The Less Invasive Stabilization System (LISS) is an internal fixator that can be inserted percutaneously by means of a minimally invasive surgical approach. This paper presents the use of this system exclusively in patients with AO33 distal femoral fractures, a group in which fracture management is often complicated by multiple trauma and soft-tissue damage. A series of 62 patients (mean age 52 years) with 66 AO33A or C fractures received the LISS implant and were followed prospectively for 12 months. Assessments included the radiographic evaluation of implant placement and healing, measurement of valgus/varus and sagittal joint malalignment, and the assessment of weight-bearing capacity and range of motion. The mean duration of surgery was 85 min (range 40-135 min) for 33A fractures and 149 min (range 50-300 min) for 33C fractures. Postoperative radiographic assessments showed that the LISS implant was positioned correctly in 59 cases (89%). Assessment of valgus/varus alignment showed correct axial alignment in 49 cases (74%), a deviation of 5-10 degrees in 13 cases, and a 10-20 degrees deviation in 1 case.
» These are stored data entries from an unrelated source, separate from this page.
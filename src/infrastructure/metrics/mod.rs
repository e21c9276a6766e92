//! Prometheus Metrics Module
//!
//! Application-wide metrics collection.
//!
//! # Metrics Collected
//! - Active WebSocket connection gauge
//! - Messages fanned out to rooms
//! - Voice signaling events relayed

use once_cell::sync::Lazy;
use prometheus::{Encoder, IntCounter, IntGauge, Opts, Registry, TextEncoder};

/// Global metrics registry
pub static REGISTRY: Lazy<Registry> = Lazy::new(|| {
    let registry = Registry::new();
    register_metrics(&registry);
    registry
});

/// Active WebSocket connections gauge
pub static WS_CONNECTIONS_ACTIVE: Lazy<IntGauge> = Lazy::new(|| {
    IntGauge::with_opts(
        Opts::new(
            "ws_connections_active",
            "Number of active WebSocket connections",
        )
        .namespace("parley"),
    )
    .expect("Failed to create WS_CONNECTIONS_ACTIVE metric")
});

/// Messages delivered through the fan-out engine
pub static MESSAGES_DELIVERED_TOTAL: Lazy<IntCounter> = Lazy::new(|| {
    IntCounter::with_opts(
        Opts::new(
            "messages_delivered_total",
            "Total number of messages fanned out to rooms",
        )
        .namespace("parley"),
    )
    .expect("Failed to create MESSAGES_DELIVERED_TOTAL metric")
});

/// Voice signaling events relayed between peers
pub static VOICE_SIGNALS_TOTAL: Lazy<IntCounter> = Lazy::new(|| {
    IntCounter::with_opts(
        Opts::new(
            "voice_signals_total",
            "Total number of voice signaling events relayed",
        )
        .namespace("parley"),
    )
    .expect("Failed to create VOICE_SIGNALS_TOTAL metric")
});

/// Register all metrics with the registry
fn register_metrics(registry: &Registry) {
    registry
        .register(Box::new(WS_CONNECTIONS_ACTIVE.clone()))
        .expect("Failed to register WS_CONNECTIONS_ACTIVE");
    registry
        .register(Box::new(MESSAGES_DELIVERED_TOTAL.clone()))
        .expect("Failed to register MESSAGES_DELIVERED_TOTAL");
    registry
        .register(Box::new(VOICE_SIGNALS_TOTAL.clone()))
        .expect("Failed to register VOICE_SIGNALS_TOTAL");
}

/// Render all registered metrics in the Prometheus text format
pub fn gather_metrics() -> String {
    let encoder = TextEncoder::new();
    let metric_families = REGISTRY.gather();
    let mut buffer = Vec::new();
    if let Err(e) = encoder.encode(&metric_families, &mut buffer) {
        tracing::error!("Failed to encode metrics: {}", e);
        return String::new();
    }
    String::from_utf8(buffer).unwrap_or_default()
}

#[cfg(test)]
mod tests {
    use super::*;

    #[test]
    fn test_gather_metrics_includes_registered_families() {
        WS_CONNECTIONS_ACTIVE.set(0);
        let output = gather_metrics();

        assert!(output.contains("parley_ws_connections_active"));
    }
}
//! Voice-call signaling relay.
//!
//! Brokers peer-to-peer call setup inside a voice room without ever touching
//! media: once peers have exchanged their opaque signaling payloads, packets
//! flow directly between them. A voice session is nothing more than the
//! member set of a `voice:<name>` room; it disappears with its last
//! participant.

use super::events::{ConnectionId, ServerEvent};
use super::hub::Hub;
use crate::domain::RoomKey;
use crate::infrastructure::metrics;

/// Join a voice room and announce the newcomer to the existing participants.
/// Joining an empty room announces nothing.
pub fn join(hub: &Hub, connection_id: ConnectionId, room_name: &str) {
    let Some(user_id) = hub.user_id_of(connection_id) else {
        return;
    };
    let room = RoomKey::Voice(room_name.to_string());

    hub.join(connection_id, room.clone());
    hub.broadcast_excluding(&room, &ServerEvent::VoicePeerJoined { user_id }, connection_id);

    tracing::debug!(user_id, connection_id = %connection_id, room = %room, "Voice join");
}

/// Leave a voice room and notify the remaining participants.
pub fn leave(hub: &Hub, connection_id: ConnectionId, room_name: &str) {
    let Some(user_id) = hub.user_id_of(connection_id) else {
        return;
    };
    let room = RoomKey::Voice(room_name.to_string());

    hub.leave(connection_id, &room);
    hub.broadcast(&room, &ServerEvent::VoicePeerLeft { user_id });

    tracing::debug!(user_id, connection_id = %connection_id, room = %room, "Voice leave");
}

/// Relay an opaque signaling payload. With a direct target, deliver only to
/// that connection; a target without a live connection drops the signal
/// silently (peers handle negotiation timeouts themselves). Without a target,
/// relay to every other participant of the room.
pub fn signal(
    hub: &Hub,
    connection_id: ConnectionId,
    room_name: &str,
    data: serde_json::Value,
    to: Option<ConnectionId>,
) {
    let event = ServerEvent::VoiceSignal {
        from: connection_id,
        data,
    };

    match to {
        Some(target) => {
            if !hub.send_to(target, event) {
                tracing::debug!(
                    target = %target,
                    "Dropping signal for departed connection"
                );
            }
        }
        None => {
            let room = RoomKey::Voice(room_name.to_string());
            hub.broadcast_excluding(&room, &event, connection_id);
        }
    }
    metrics::VOICE_SIGNALS_TOTAL.inc();
}

#[cfg(test)]
mod tests {
    use super::*;
    use serde_json::json;
    use tokio::sync::mpsc::{self, UnboundedReceiver};
    use uuid::Uuid;

    fn connect(hub: &Hub, user_id: i64) -> (ConnectionId, UnboundedReceiver<ServerEvent>) {
        let (tx, rx) = mpsc::unbounded_channel();
        (hub.connect(user_id, tx), rx)
    }

    fn drain(rx: &mut UnboundedReceiver<ServerEvent>) -> Vec<ServerEvent> {
        let mut events = Vec::new();
        while let Ok(event) = rx.try_recv() {
            events.push(event);
        }
        events
    }

    fn peer_joined_ids(events: &[ServerEvent]) -> Vec<i64> {
        events
            .iter()
            .filter_map(|e| match e {
                ServerEvent::VoicePeerJoined { user_id } => Some(*user_id),
                _ => None,
            })
            .collect()
    }

    #[tokio::test]
    async fn test_join_empty_room_announces_nothing() {
        let hub = Hub::new();
        let (c1, mut rx1) = connect(&hub, 1);

        join(&hub, c1, "lobby");

        assert!(drain(&mut rx1).is_empty());
    }

    #[tokio::test]
    async fn test_second_join_announces_to_first_only() {
        let hub = Hub::new();
        let (c1, mut rx1) = connect(&hub, 1);
        let (c2, mut rx2) = connect(&hub, 2);

        join(&hub, c1, "lobby");
        join(&hub, c2, "lobby");

        assert_eq!(peer_joined_ids(&drain(&mut rx1)), vec![2]);
        assert!(drain(&mut rx2).is_empty());
    }

    #[tokio::test]
    async fn test_three_joins_announce_in_order() {
        // C1, C2, C3 join voice:lobby in order: C2's join notifies C1 only;
        // C3's join notifies C1 and C2.
        let hub = Hub::new();
        let (c1, mut rx1) = connect(&hub, 1);
        let (c2, mut rx2) = connect(&hub, 2);
        let (c3, mut rx3) = connect(&hub, 3);

        join(&hub, c1, "lobby");
        join(&hub, c2, "lobby");
        join(&hub, c3, "lobby");

        assert_eq!(peer_joined_ids(&drain(&mut rx1)), vec![2, 3]);
        assert_eq!(peer_joined_ids(&drain(&mut rx2)), vec![3]);
        assert!(drain(&mut rx3).is_empty());
    }

    #[tokio::test]
    async fn test_leave_notifies_remaining_participants() {
        let hub = Hub::new();
        let (c1, mut rx1) = connect(&hub, 1);
        let (c2, _rx2) = connect(&hub, 2);

        join(&hub, c1, "lobby");
        join(&hub, c2, "lobby");
        drain(&mut rx1);

        leave(&hub, c2, "lobby");

        let events = drain(&mut rx1);
        assert_eq!(events.len(), 1);
        match &events[0] {
            ServerEvent::VoicePeerLeft { user_id } => assert_eq!(*user_id, 2),
            other => panic!("unexpected event: {:?}", other),
        }
    }

    #[tokio::test]
    async fn test_broadcast_signal_excludes_sender() {
        let hub = Hub::new();
        let (c1, mut rx1) = connect(&hub, 1);
        let (c2, mut rx2) = connect(&hub, 2);

        join(&hub, c1, "lobby");
        join(&hub, c2, "lobby");
        drain(&mut rx1);

        signal(&hub, c1, "lobby", json!({"sdp": "offer"}), None);

        assert!(drain(&mut rx1).is_empty());
        let events = drain(&mut rx2);
        assert_eq!(events.len(), 1);
        match &events[0] {
            ServerEvent::VoiceSignal { from, data } => {
                assert_eq!(*from, c1);
                assert_eq!(data["sdp"], "offer");
            }
            other => panic!("unexpected event: {:?}", other),
        }
    }

    #[tokio::test]
    async fn test_targeted_signal_reaches_only_target() {
        let hub = Hub::new();
        let (c1, _rx1) = connect(&hub, 1);
        let (c2, mut rx2) = connect(&hub, 2);
        let (c3, mut rx3) = connect(&hub, 3);

        join(&hub, c1, "lobby");
        join(&hub, c2, "lobby");
        join(&hub, c3, "lobby");
        drain(&mut rx2);
        drain(&mut rx3);

        signal(&hub, c1, "lobby", json!({"candidate": "x"}), Some(c2));

        assert_eq!(drain(&mut rx2).len(), 1);
        assert!(drain(&mut rx3).is_empty());
    }

    #[tokio::test]
    async fn test_targeted_signal_to_departed_connection_is_dropped() {
        let hub = Hub::new();
        let (c1, _rx1) = connect(&hub, 1);
        let (c2, mut rx2) = connect(&hub, 2);

        join(&hub, c1, "lobby");
        join(&hub, c2, "lobby");
        drain(&mut rx2);

        // Target never existed; the drop must not disturb other participants.
        signal(&hub, c1, "lobby", json!({}), Some(Uuid::new_v4()));
        signal(&hub, c1, "lobby", json!({"sdp": "offer"}), None);

        let events = drain(&mut rx2);
        assert_eq!(events.len(), 1);
    }
}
Correct sagittal alignment was observed in 56 cases (85%), 5-10 degrees malalignment in 5 cases, and 10-20 degrees in 2 cases. During the course of the 1-year follow-up, 8 patients (9 fractures) died; 2 other patients were not available for follow-up. Complete fracture healing was achieved in 85% of the followed-up patients. Forty-eight patients were capable of full weight-bearing. After fracture healing, maximum flexion of the injured limb was on average 80% of the range of the uninjured limb. An extension deficit of more than 5 degrees was measured in 3 cases. Of the 62 patients, 14 underwent further operations during the course of follow-up. Of these, 6 required bone grafting and 3 refixation of the implant due to implant loosening. Deep infections requiring several debridements occurred in 2 patients. No complications relating solely to the implant were observed. The LISS showed good overall results in the treatment of these difficult fractures. It is a good alternative to conventional extramedullary and intramedullary stabilizing techniques, especially in more complex fracture situations.